■ Problem
Please copy each line of the records below that holds the word "crate".

■ Source material
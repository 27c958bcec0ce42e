//! Optional software audio codecs used to re-encode AC3 and LPCM into MPEG
//! audio the decoder can keep in sync.

use crate::utils::errors::CodecError;

/// Bytes of 16-bit stereo PCM consumed by one MPEG audio frame
/// (1152 samples × 2 channels × 2 bytes).
pub const PCM_FRAME_BYTES: usize = 4608;

pub trait Ac3Decoder {
    /// Decodes one AC3 payload into interleaved stereo samples.
    fn decode(&mut self, frame: &[u8]) -> Result<Vec<i16>, CodecError>;
}

/// MPEG-1 layer II encoder at 48 kHz / 192 kbps.
pub trait MpegAudioEncoder {
    fn encode(&mut self, pcm: &[u8; PCM_FRAME_BYTES]) -> Result<Vec<u8>, CodecError>;
}

impl<T: Ac3Decoder + ?Sized> Ac3Decoder for Box<T> {
    fn decode(&mut self, frame: &[u8]) -> Result<Vec<i16>, CodecError> {
        (**self).decode(frame)
    }
}

impl<T: MpegAudioEncoder + ?Sized> MpegAudioEncoder for Box<T> {
    fn encode(&mut self, pcm: &[u8; PCM_FRAME_BYTES]) -> Result<Vec<u8>, CodecError> {
        (**self).encode(pcm)
    }
}

/// Serialises samples as little-endian bytes, the layout the encoder expects.
pub fn samples_to_bytes(samples: &[i16], dst: &mut Vec<u8>) {
    dst.reserve(samples.len() * 2);
    for s in samples {
        dst.extend_from_slice(&s.to_le_bytes());
    }
}

/// Converts big-endian LPCM words in place, dropping a trailing odd byte.
pub fn swap_lpcm(src: &[u8], dst: &mut Vec<u8>) {
    for pair in src.chunks_exact(2) {
        dst.extend_from_slice(&[pair[1], pair[0]]);
    }
}

#[test]
fn pcm_byte_layouts() {
    let mut out = Vec::new();
    samples_to_bytes(&[1, -2], &mut out);
    assert_eq!(out, [0x01, 0x00, 0xFE, 0xFF]);

    out.clear();
    swap_lpcm(&[0x12, 0x34, 0x56, 0x78, 0x9A], &mut out);
    assert_eq!(out, [0x34, 0x12, 0x78, 0x56]);
}
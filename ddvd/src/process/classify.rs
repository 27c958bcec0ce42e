use log::trace;

use crate::structs::config::{TvAspect, TvMode};
use crate::structs::nav::MAX_AUDIO_STREAMS;
use crate::structs::pes::{PRIVATE_STREAM_1, PesHeader, PtsEncoding};
use crate::structs::stream::{AudioFormat, StreamClassification};

/// Upper bound of the cached I-frame.
pub const IFRAME_CAPACITY: usize = 320 * 1024;

/// Sector offsets where a sequence header may start in the first video packet.
const SEQUENCE_HEADER_OFFSETS: [usize; 2] = [33, 36];

/// Detected coding of each logical audio stream of the title set.
#[derive(Debug, Default, Clone, Copy, PartialEq, Eq)]
pub struct AudioFormatTable {
    formats: [Option<AudioFormat>; MAX_AUDIO_STREAMS],
}

impl AudioFormatTable {
    pub fn reset(&mut self) {
        self.formats = [None; MAX_AUDIO_STREAMS];
    }

    pub fn get(&self, logical_id: usize) -> Option<AudioFormat> {
        self.formats.get(logical_id).copied().flatten()
    }

    pub fn set(&mut self, logical_id: usize, format: AudioFormat) {
        if let Some(slot) = self.formats.get_mut(logical_id) {
            *slot = Some(format);
        }
    }

    pub fn iter(&self) -> impl Iterator<Item = (usize, AudioFormat)> + '_ {
        self.formats
            .iter()
            .enumerate()
            .filter_map(|(i, f)| f.map(|f| (i, f)))
    }
}

/// Stream selection and display settings the classifier needs per sector.
#[derive(Debug, Default, Clone, Copy, PartialEq, Eq)]
pub struct ClassifyContext {
    pub audio_id: i32,
    pub spu_stream_id: Option<u8>,
    pub dvd_aspect: u8,
    pub tv_aspect: TvAspect,
    pub tv_mode: TvMode,
    /// A cell or VOBU still is pending; I-frames are worth caching.
    pub still: bool,
}

#[derive(Debug, Default, Clone, Copy, PartialEq, Eq)]
pub enum IframeSend {
    #[default]
    Idle,
    /// The cached frame goes out on the next loop iteration.
    Pending,
    /// Sent this iteration; returns to `Idle` on the next one.
    Sent,
}

/// Last complete I-frame of the video stream, kept for still-frame redisplay.
#[derive(Debug, Default)]
pub struct IframeCapture {
    frame: Vec<u8>,
    run: u8,
    send: IframeSend,
}

impl IframeCapture {
    pub fn frame(&self) -> &[u8] {
        &self.frame
    }

    pub fn send_state(&self) -> IframeSend {
        self.send
    }

    pub fn reset(&mut self) {
        self.frame.clear();
        self.run = 0;
        self.send = IframeSend::Idle;
    }

    /// Schedules a redisplay if a frame is cached and none is in flight.
    pub fn request_redisplay(&mut self) {
        if self.send == IframeSend::Idle && !self.frame.is_empty() {
            self.send = IframeSend::Pending;
        }
    }

    /// Advances the send state once per loop iteration. Returns the PES
    /// packet to write when a redisplay is due and a still is active.
    pub fn take_redisplay(&mut self, still: bool) -> Option<Vec<u8>> {
        match self.send {
            IframeSend::Idle => None,
            IframeSend::Sent => {
                self.send = IframeSend::Idle;
                None
            }
            IframeSend::Pending => {
                self.send = IframeSend::Sent;
                if !still || self.frame.is_empty() {
                    return None;
                }
                let pes = redisplay_pes(&self.frame);
                self.frame.clear();
                Some(pes)
            }
        }
    }

    /// Scans one video packet for picture and sequence headers and appends
    /// its payload while an I-frame is being received. Only elementary
    /// stream bytes are cached; the packet's own PES header is not, so the
    /// redisplay packet never nests one PES inside another.
    pub fn scan(&mut self, sector: &[u8], header: &PesHeader, still: bool) {
        let start = header.payload_offset();
        let end = header.end(sector.len());
        if start >= end {
            return;
        }
        let es = &sector[start..end];

        let continues_frame = self.run == 0x01 && !es.starts_with(&[0x00, 0x00, 0x01]);
        let mut have_picture_header = false;
        let mut have_slice = false;
        let mut run_set = false;

        let mut pos = start;
        while pos + 6 <= end {
            if sector[pos..pos + 3] == [0x00, 0x00, 0x01] {
                match sector[pos + 3] {
                    0x00 => {
                        if !run_set {
                            self.run = (sector[pos + 5] >> 3) & 0x07;
                            run_set = true;
                        }
                        if (0x01..=0x03).contains(&self.run) {
                            have_picture_header = true;
                            break;
                        }
                    }
                    0xB3 if pos + 8 <= end => {
                        self.frame.clear();
                        pos += 8;
                        continue;
                    }
                    0xBE => break,
                    0x01..=0xAF => {
                        if !have_picture_header && self.frame.is_empty() {
                            have_slice = true;
                        }
                    }
                    _ => {}
                }
            }
            pos += 1;
        }

        if (self.run <= 0x01 || continues_frame) && still {
            if have_slice {
                self.run = 0xFF;
            } else if self.frame.len() + es.len() <= IFRAME_CAPACITY {
                self.frame.extend_from_slice(es);
            }
        }
    }
}

/// Wraps a cached frame into a video PES carrying it twice, which makes the
/// decoder output the first copy.
pub fn redisplay_pes(frame: &[u8]) -> Vec<u8> {
    let payload = frame.len() * 2 + 3;
    let len = if payload > 0xFFFF { 0 } else { payload as u16 };
    let mut pes = Vec::with_capacity(frame.len() * 2 + 9);
    pes.extend_from_slice(&[0x00, 0x00, 0x01, 0xE0]);
    pes.extend_from_slice(&len.to_be_bytes());
    pes.extend_from_slice(&[0x80, 0x00, 0x00]);
    pes.extend_from_slice(frame);
    pes.extend_from_slice(frame);
    pes
}

/// Rewrites the sequence-header aspect nibble to 16:9 so a decoder without a
/// zoom mode shows the picture anamorphic.
pub fn patch_aspect(sector: &mut [u8], ctx: &ClassifyContext) -> bool {
    let scaled_mode = matches!(ctx.tv_mode, TvMode::Letterbox | TvMode::PanScan);
    if ctx.dvd_aspect != 3 || !ctx.tv_aspect.is_wide() || !scaled_mode {
        return false;
    }
    let mut patched = false;
    for off in SEQUENCE_HEADER_OFFSETS {
        if sector.get(off..off + 4) == Some(&[0x00, 0x00, 0x01, 0xB3][..]) {
            if let Some(b) = sector.get_mut(off + 7) {
                *b = (*b & 0x0F) | 0x30;
                patched = true;
            }
        }
    }
    patched
}

/// Sorts sectors into streams and maintains the per-title stream tables.
#[derive(Debug, Default)]
pub struct SectorClassifier {
    encoding: PtsEncoding,
    formats: AudioFormatTable,
    iframe: IframeCapture,
}

impl SectorClassifier {
    pub fn new(encoding: PtsEncoding) -> Self {
        Self {
            encoding,
            ..Default::default()
        }
    }

    pub fn formats(&self) -> &AudioFormatTable {
        &self.formats
    }

    pub fn formats_mut(&mut self) -> &mut AudioFormatTable {
        &mut self.formats
    }

    pub fn iframe(&self) -> &IframeCapture {
        &self.iframe
    }

    pub fn iframe_mut(&mut self) -> &mut IframeCapture {
        &mut self.iframe
    }

    pub fn pts_encoding(&self) -> PtsEncoding {
        self.encoding
    }

    pub fn header(&self, sector: &[u8]) -> Option<PesHeader> {
        PesHeader::parse(sector, self.encoding)
    }

    /// Classifies one sector. Video sectors are patched in place and scanned
    /// for I-frames as a side effect.
    pub fn classify(&mut self, sector: &mut [u8], ctx: &ClassifyContext) -> StreamClassification {
        let Some(header) = self.header(sector) else {
            return StreamClassification::Other;
        };

        match header.stream_id {
            id if id & 0xF0 == 0xE0 => {
                patch_aspect(sector, ctx);
                self.iframe.scan(sector, &header, ctx.still);
                StreamClassification::Video { pts: header.pts }
            }
            id @ 0xC0..=0xC7 => self.audio(AudioFormat::Mpeg, id & 0x07, &header, ctx),
            PRIVATE_STREAM_1 => {
                let Some(sub) = header.substream_id(sector) else {
                    return StreamClassification::Other;
                };
                match sub & 0xF8 {
                    0x80 => self.audio(AudioFormat::Ac3, sub & 0x07, &header, ctx),
                    0x88 => self.audio(AudioFormat::Dts, sub & 0x07, &header, ctx),
                    0xA0 => self.audio(AudioFormat::Lpcm, sub & 0x07, &header, ctx),
                    _ if sub & 0xE0 == 0x20 => {
                        let stream_id = sub & 0x1F;
                        if ctx.spu_stream_id == Some(stream_id) {
                            StreamClassification::Subpicture { stream_id }
                        } else {
                            StreamClassification::Other
                        }
                    }
                    _ => StreamClassification::Other,
                }
            }
            _ => StreamClassification::Other,
        }
    }

    fn audio(
        &mut self,
        format: AudioFormat,
        logical_id: u8,
        header: &PesHeader,
        ctx: &ClassifyContext,
    ) -> StreamClassification {
        self.formats.set(usize::from(logical_id), format);
        if i32::from(logical_id) != ctx.audio_id {
            return StreamClassification::Other;
        }
        trace!("{format} audio sector, stream {logical_id}, pts {:?}", header.pts);
        StreamClassification::Audio {
            format,
            logical_id,
            pts: header.pts,
        }
    }
}

#[cfg(test)]
pub(crate) fn private_sector(sub_id: u8, pts: Option<u64>, payload: &[u8]) -> Vec<u8> {
    pes_sector(PRIVATE_STREAM_1, pts, &[&[sub_id][..], payload].concat())
}

/// Builds a test sector with a pack header and one PES packet.
#[cfg(test)]
pub(crate) fn pes_sector(stream_id: u8, pts: Option<u64>, payload: &[u8]) -> Vec<u8> {
    use crate::structs::pes::{SECTOR_SIZE, encode_pts};

    let mut sector = vec![0u8; SECTOR_SIZE];
    sector[..4].copy_from_slice(&[0x00, 0x00, 0x01, 0xBA]);
    sector[14..18].copy_from_slice(&[0x00, 0x00, 0x01, stream_id]);
    let hdr_len = if pts.is_some() { 5 } else { 0 };
    let packet_length = 3 + hdr_len + payload.len();
    sector[18..20].copy_from_slice(&(packet_length as u16).to_be_bytes());
    sector[20] = 0x81;
    sector[22] = hdr_len as u8;
    if let Some(pts) = pts {
        sector[21] = 0x80;
        sector[23..28].copy_from_slice(&encode_pts(pts));
    }
    let start = 23 + hdr_len;
    sector[start..start + payload.len()].copy_from_slice(payload);
    sector
}
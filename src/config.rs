//! YAML configuration and resume files of the front end.

use std::fs;
use std::io::ErrorKind;
use std::path::Path;

use anyhow::{Context, Result, bail, ensure};
use log::Level;
use serde::{Deserialize, Serialize};

use crate::cli::command::{
    ColorDepthArg, PlayArgs, PtsEncodingArg, TvAspectArg, TvModeArg, TvSystemArg,
};
use ddvd::structs::config::{BlitGeometry, ColorDepth, PlayerConfig, TvAspect, TvMode, TvSystem};
use ddvd::structs::pes::PtsEncoding;
use ddvd::structs::session::ResumeSnapshot;

#[derive(Debug, Default, PartialEq, Deserialize)]
#[serde(default, deny_unknown_fields)]
pub struct FileConfig {
    pub language: Option<String>,
    pub tv_aspect: Option<TvAspectArg>,
    pub tv_mode: Option<TvModeArg>,
    pub tv_system: Option<TvSystemArg>,
    pub ac3_passthrough: Option<bool>,
    /// Overlay bits per pixel, 8 or 32.
    pub color_depth: Option<u8>,
    pub blit: Option<BlitFile>,
    pub dvd_path: Option<String>,
    pub pts_encoding: Option<PtsEncodingArg>,
    pub spu_ring_capacity: Option<usize>,
    /// 90 kHz ticks.
    pub spu_sync_tolerance: Option<u64>,
}

#[derive(Debug, Clone, Copy, PartialEq, Eq, Deserialize)]
#[serde(deny_unknown_fields)]
pub struct BlitFile {
    pub x_offset: i32,
    pub y_offset: i32,
    pub width: i32,
    pub height: i32,
}

impl FileConfig {
    pub fn load(path: &Path) -> Result<Self> {
        let text = fs::read_to_string(path)
            .with_context(|| format!("Cannot read config file {}", path.display()))?;
        Self::parse(&text).with_context(|| format!("Invalid config file {}", path.display()))
    }

    pub fn parse(text: &str) -> Result<Self> {
        Ok(serde_yaml_ng::from_str(text)?)
    }

    pub fn into_player_config(self) -> Result<PlayerConfig> {
        let mut config = PlayerConfig::default();
        if let Some(language) = self.language {
            config.language = language;
        }
        if let Some(aspect) = self.tv_aspect {
            config.tv_aspect = aspect.into();
        }
        if let Some(mode) = self.tv_mode {
            config.tv_mode = mode.into();
        }
        if let Some(system) = self.tv_system {
            config.tv_system = system.into();
        }
        if let Some(passthrough) = self.ac3_passthrough {
            config.ac3_passthrough = passthrough;
        }
        if let Some(bpp) = self.color_depth {
            config.color_depth = match bpp {
                8 => ColorDepth::Indexed8,
                32 => ColorDepth::Argb32,
                other => bail!("color_depth must be 8 or 32, got {other}"),
            };
        }
        if let Some(blit) = self.blit {
            ensure!(
                blit.width > 0 && blit.height > 0,
                "blit size must be positive, got {}x{}",
                blit.width,
                blit.height
            );
            config.blit = BlitGeometry {
                x_offset: blit.x_offset,
                y_offset: blit.y_offset,
                width: blit.width,
                height: blit.height,
            };
        }
        if let Some(path) = self.dvd_path {
            config.dvd_path = path;
        }
        if let Some(encoding) = self.pts_encoding {
            config.pts_encoding = encoding.into();
        }
        if let Some(capacity) = self.spu_ring_capacity {
            ensure!(capacity > 0, "spu_ring_capacity must be at least 1");
            config.spu_ring_capacity = capacity;
        }
        if let Some(tolerance) = self.spu_sync_tolerance {
            config.spu_sync_tolerance = tolerance;
        }
        validate_language(&config.language)?;
        Ok(config)
    }
}

fn validate_language(language: &str) -> Result<()> {
    ensure!(
        language.len() == 2 && language.bytes().all(|b| b.is_ascii_alphabetic()),
        "language must be a two-letter code, got '{language}'"
    );
    Ok(())
}

/// Player configuration from the optional config file with the `play`
/// flags applied on top.
pub fn player_config(config_file: Option<&Path>, args: &PlayArgs, strict: bool) -> Result<PlayerConfig> {
    let file = match config_file {
        Some(path) => FileConfig::load(path)?,
        None => FileConfig::default(),
    };
    let mut config = file.into_player_config()?;

    if let Some(language) = &args.language {
        validate_language(language)?;
        config.language = language.to_ascii_lowercase();
    }
    if let Some(aspect) = args.tv_aspect {
        config.tv_aspect = aspect.into();
    }
    if let Some(mode) = args.tv_mode {
        config.tv_mode = mode.into();
    }
    if let Some(system) = args.tv_system {
        config.tv_system = system.into();
    }
    if let Some(depth) = args.color_depth {
        config.color_depth = depth.into();
    }
    if let Some(encoding) = args.pts_encoding {
        config.pts_encoding = encoding.into();
    }
    config.ac3_passthrough |= args.ac3_passthrough;
    config.dvd_path = args.input.to_string_lossy().into_owned();
    if strict {
        config.fail_level = Level::Warn;
    }
    Ok(config)
}

impl From<TvAspectArg> for TvAspect {
    fn from(value: TvAspectArg) -> Self {
        match value {
            TvAspectArg::Ratio4x3 => TvAspect::Ratio4x3,
            TvAspectArg::Ratio16x9 => TvAspect::Ratio16x9,
            TvAspectArg::Ratio16x10 => TvAspect::Ratio16x10,
        }
    }
}

impl From<TvModeArg> for TvMode {
    fn from(value: TvModeArg) -> Self {
        match value {
            TvModeArg::Letterbox => TvMode::Letterbox,
            TvModeArg::Panscan => TvMode::PanScan,
            TvModeArg::Justscale => TvMode::JustScale,
        }
    }
}

impl From<TvSystemArg> for TvSystem {
    fn from(value: TvSystemArg) -> Self {
        match value {
            TvSystemArg::Pal => TvSystem::Pal,
            TvSystemArg::Ntsc => TvSystem::Ntsc,
        }
    }
}

impl From<ColorDepthArg> for ColorDepth {
    fn from(value: ColorDepthArg) -> Self {
        match value {
            ColorDepthArg::Indexed8 => ColorDepth::Indexed8,
            ColorDepthArg::Argb32 => ColorDepth::Argb32,
        }
    }
}

impl From<PtsEncodingArg> for PtsEncoding {
    fn from(value: PtsEncodingArg) -> Self {
        match value {
            PtsEncodingArg::Standard => PtsEncoding::Standard,
            PtsEncodingArg::Legacy => PtsEncoding::Legacy32,
        }
    }
}

/// On-disk form of a [`ResumeSnapshot`].
#[derive(Debug, Clone, Copy, PartialEq, Eq, Serialize, Deserialize)]
#[serde(deny_unknown_fields)]
pub struct ResumeFile {
    pub title: i32,
    pub chapter: i32,
    pub block: u32,
    pub audio_id: i32,
    pub audio_lock: bool,
    pub spu_id: i32,
    pub spu_lock: bool,
}

impl From<ResumeSnapshot> for ResumeFile {
    fn from(s: ResumeSnapshot) -> Self {
        Self {
            title: s.title,
            chapter: s.chapter,
            block: s.block,
            audio_id: s.audio_id,
            audio_lock: s.audio_lock,
            spu_id: s.spu_id,
            spu_lock: s.spu_lock,
        }
    }
}

impl From<ResumeFile> for ResumeSnapshot {
    fn from(f: ResumeFile) -> Self {
        Self {
            title: f.title,
            chapter: f.chapter,
            block: f.block,
            audio_id: f.audio_id,
            audio_lock: f.audio_lock,
            spu_id: f.spu_id,
            spu_lock: f.spu_lock,
        }
    }
}

/// A missing file means there is nothing to resume.
pub fn load_resume(path: &Path) -> Result<Option<ResumeSnapshot>> {
    let text = match fs::read_to_string(path) {
        Ok(text) => text,
        Err(e) if e.kind() == ErrorKind::NotFound => return Ok(None),
        Err(e) => return Err(e).with_context(|| format!("Cannot read {}", path.display())),
    };
    let file: ResumeFile = serde_yaml_ng::from_str(&text)
        .with_context(|| format!("Invalid resume file {}", path.display()))?;
    Ok(Some(file.into()))
}

/// Stores the exit position, or removes a stale one when there is none.
pub fn store_resume(path: &Path, snapshot: Option<ResumeSnapshot>) -> Result<()> {
    match snapshot {
        Some(snapshot) => {
            let text = serde_yaml_ng::to_string(&ResumeFile::from(snapshot))?;
            fs::write(path, text).with_context(|| format!("Cannot write {}", path.display()))?;
        }
        None => match fs::remove_file(path) {
            Ok(()) => {}
            Err(e) if e.kind() == ErrorKind::NotFound => {}
            Err(e) => return Err(e).with_context(|| format!("Cannot remove {}", path.display())),
        },
    }
    Ok(())
}

#[cfg(test)]
mod tests {
    use super::*;

    #[test]
    fn parses_a_full_config() -> Result<()> {
        let config = FileConfig::parse(
            r#"
language: de
tv_aspect: "16:9"
tv_mode: panscan
tv_system: ntsc
ac3_passthrough: true
color_depth: 32
blit: { x_offset: 10, y_offset: 20, width: 640, height: 480 }
pts_encoding: legacy
spu_ring_capacity: 16
"#,
        )?
        .into_player_config()?;

        assert_eq!(config.language, "de");
        assert_eq!(config.tv_aspect, TvAspect::Ratio16x9);
        assert_eq!(config.tv_mode, TvMode::PanScan);
        assert_eq!(config.tv_system, TvSystem::Ntsc);
        assert!(config.ac3_passthrough);
        assert_eq!(config.color_depth, ColorDepth::Argb32);
        assert_eq!(config.blit.width, 640);
        assert_eq!(config.pts_encoding, PtsEncoding::Legacy32);
        assert_eq!(config.spu_ring_capacity, 16);
        assert_eq!(config.spu_sync_tolerance, 180_000);
        Ok(())
    }

    #[test]
    fn rejects_bad_values() {
        assert!(FileConfig::parse("colour_depth: 8").is_err());
        assert!(
            FileConfig::parse("color_depth: 16")
                .and_then(FileConfig::into_player_config)
                .is_err()
        );
        assert!(
            FileConfig::parse("language: english")
                .and_then(FileConfig::into_player_config)
                .is_err()
        );
    }

    #[test]
    fn resume_file_layout() -> Result<()> {
        let snapshot = ResumeSnapshot {
            title: 2,
            chapter: 5,
            block: 1234,
            audio_id: 1,
            audio_lock: true,
            spu_id: -1,
            spu_lock: false,
        };
        let text = serde_yaml_ng::to_string(&ResumeFile::from(snapshot))?;
        assert!(text.contains("block: 1234"));
        let back: ResumeFile = serde_yaml_ng::from_str(&text)?;
        assert_eq!(ResumeSnapshot::from(back), snapshot);
        Ok(())
    }
}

■ Output below
use crate::utils::errors::CodecError;
use crate::structs::config::{TvAspect, TvMode};
use crate::structs::nav::MAX_AUDIO_STREAMS;
use crate::structs::pes::{PRIVATE_STREAM_1, PesHeader, PtsEncoding};
use crate::structs::stream::{AudioFormat, StreamClassification};
pub(crate) fn private_sector(sub_id: u8, pts: Option<u64>, payload: &[u8]) -> Vec<u8> {
pub(crate) fn pes_sector(stream_id: u8, pts: Option<u64>, payload: &[u8]) -> Vec<u8> {
    use crate::structs::pes::{SECTOR_SIZE, encode_pts};
use crate::cli::command::{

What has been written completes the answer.